• What to do: Search the entries for the word "telemetry" and pull out each line that has it.

• Dataset extract:
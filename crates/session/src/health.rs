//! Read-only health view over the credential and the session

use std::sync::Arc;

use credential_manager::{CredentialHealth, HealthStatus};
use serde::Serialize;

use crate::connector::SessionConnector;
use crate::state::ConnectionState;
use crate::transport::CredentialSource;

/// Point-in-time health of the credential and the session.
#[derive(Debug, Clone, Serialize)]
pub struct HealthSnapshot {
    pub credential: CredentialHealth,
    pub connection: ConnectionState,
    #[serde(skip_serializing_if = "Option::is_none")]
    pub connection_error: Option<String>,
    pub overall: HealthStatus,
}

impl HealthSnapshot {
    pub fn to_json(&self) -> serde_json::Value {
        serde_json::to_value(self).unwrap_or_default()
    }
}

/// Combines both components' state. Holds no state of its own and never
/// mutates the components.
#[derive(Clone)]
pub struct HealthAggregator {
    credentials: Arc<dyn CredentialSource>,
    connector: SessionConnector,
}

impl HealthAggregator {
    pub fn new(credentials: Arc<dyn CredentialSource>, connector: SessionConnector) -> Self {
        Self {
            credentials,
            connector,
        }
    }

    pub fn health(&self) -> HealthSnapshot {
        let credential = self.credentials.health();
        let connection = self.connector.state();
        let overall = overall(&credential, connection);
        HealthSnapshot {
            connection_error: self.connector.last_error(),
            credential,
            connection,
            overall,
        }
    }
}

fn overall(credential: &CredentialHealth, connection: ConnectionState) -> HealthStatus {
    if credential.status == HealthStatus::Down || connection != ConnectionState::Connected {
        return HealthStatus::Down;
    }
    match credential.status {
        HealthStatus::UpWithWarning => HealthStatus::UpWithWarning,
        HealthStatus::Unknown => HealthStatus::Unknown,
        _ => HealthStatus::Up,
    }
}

* * *

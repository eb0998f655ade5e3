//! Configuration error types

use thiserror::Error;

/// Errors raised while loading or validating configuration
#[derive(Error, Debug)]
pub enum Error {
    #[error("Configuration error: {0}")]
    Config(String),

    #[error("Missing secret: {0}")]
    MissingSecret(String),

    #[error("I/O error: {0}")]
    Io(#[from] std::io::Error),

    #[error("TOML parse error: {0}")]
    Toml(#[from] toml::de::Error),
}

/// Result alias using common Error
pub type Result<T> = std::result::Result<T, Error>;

* * *

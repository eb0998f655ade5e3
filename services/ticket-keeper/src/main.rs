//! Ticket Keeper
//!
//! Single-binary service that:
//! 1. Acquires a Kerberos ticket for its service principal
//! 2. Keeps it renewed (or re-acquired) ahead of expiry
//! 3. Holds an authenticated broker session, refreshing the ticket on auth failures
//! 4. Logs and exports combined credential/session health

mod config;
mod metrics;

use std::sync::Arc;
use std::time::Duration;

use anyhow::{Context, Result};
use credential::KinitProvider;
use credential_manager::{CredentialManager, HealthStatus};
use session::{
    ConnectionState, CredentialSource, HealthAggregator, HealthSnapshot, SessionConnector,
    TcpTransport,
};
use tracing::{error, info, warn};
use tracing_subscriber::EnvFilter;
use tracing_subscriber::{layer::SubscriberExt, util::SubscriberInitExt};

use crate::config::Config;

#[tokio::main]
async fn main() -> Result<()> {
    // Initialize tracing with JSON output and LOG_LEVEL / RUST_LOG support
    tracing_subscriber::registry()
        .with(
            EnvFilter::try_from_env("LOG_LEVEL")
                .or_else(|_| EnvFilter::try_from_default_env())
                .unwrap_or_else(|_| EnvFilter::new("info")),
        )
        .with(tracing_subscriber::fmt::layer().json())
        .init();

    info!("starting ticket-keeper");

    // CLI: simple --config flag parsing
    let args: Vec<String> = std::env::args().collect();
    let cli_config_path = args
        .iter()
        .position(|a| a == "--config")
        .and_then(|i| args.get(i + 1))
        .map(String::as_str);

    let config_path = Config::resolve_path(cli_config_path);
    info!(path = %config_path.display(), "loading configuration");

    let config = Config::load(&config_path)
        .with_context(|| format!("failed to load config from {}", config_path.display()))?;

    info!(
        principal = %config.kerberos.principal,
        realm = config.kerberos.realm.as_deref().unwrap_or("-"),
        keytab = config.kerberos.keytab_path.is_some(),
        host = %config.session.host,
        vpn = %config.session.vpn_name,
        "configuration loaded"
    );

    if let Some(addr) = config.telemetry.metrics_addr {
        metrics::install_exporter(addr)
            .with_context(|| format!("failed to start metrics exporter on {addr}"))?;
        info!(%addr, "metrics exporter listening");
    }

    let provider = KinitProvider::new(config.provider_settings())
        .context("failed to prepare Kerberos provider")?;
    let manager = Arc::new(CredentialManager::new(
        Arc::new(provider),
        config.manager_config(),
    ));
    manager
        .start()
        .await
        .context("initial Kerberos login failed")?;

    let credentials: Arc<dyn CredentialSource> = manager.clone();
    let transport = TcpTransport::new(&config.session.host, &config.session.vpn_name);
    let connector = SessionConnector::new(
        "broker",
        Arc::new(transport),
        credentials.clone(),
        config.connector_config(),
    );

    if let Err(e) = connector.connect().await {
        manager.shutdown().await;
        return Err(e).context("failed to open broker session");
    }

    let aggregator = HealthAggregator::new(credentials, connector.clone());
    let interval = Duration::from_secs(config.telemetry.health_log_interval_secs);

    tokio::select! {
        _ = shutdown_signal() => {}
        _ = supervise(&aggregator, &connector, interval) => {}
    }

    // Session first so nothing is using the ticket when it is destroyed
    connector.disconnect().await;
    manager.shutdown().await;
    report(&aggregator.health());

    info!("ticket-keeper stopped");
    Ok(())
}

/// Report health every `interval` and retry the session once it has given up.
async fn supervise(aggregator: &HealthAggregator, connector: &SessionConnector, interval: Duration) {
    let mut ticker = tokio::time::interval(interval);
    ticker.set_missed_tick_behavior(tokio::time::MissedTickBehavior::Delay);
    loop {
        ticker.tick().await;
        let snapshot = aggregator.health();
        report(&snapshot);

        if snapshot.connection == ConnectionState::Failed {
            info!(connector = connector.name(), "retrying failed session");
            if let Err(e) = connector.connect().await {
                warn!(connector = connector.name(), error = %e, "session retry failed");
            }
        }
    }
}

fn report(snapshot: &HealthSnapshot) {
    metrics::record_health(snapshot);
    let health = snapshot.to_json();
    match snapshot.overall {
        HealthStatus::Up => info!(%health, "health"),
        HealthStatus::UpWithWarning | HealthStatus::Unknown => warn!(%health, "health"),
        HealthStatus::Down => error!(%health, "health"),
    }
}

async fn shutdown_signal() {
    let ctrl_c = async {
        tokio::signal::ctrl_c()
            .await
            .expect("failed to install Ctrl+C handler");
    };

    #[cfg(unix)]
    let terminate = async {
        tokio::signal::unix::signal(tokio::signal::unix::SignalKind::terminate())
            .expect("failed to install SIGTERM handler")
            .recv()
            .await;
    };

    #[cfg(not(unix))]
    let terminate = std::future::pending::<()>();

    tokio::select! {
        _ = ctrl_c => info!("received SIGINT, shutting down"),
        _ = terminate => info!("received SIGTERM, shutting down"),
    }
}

• Solution below:
    if let Some(addr) = config.telemetry.metrics_addr {
    let interval = Duration::from_secs(config.telemetry.health_log_interval_secs);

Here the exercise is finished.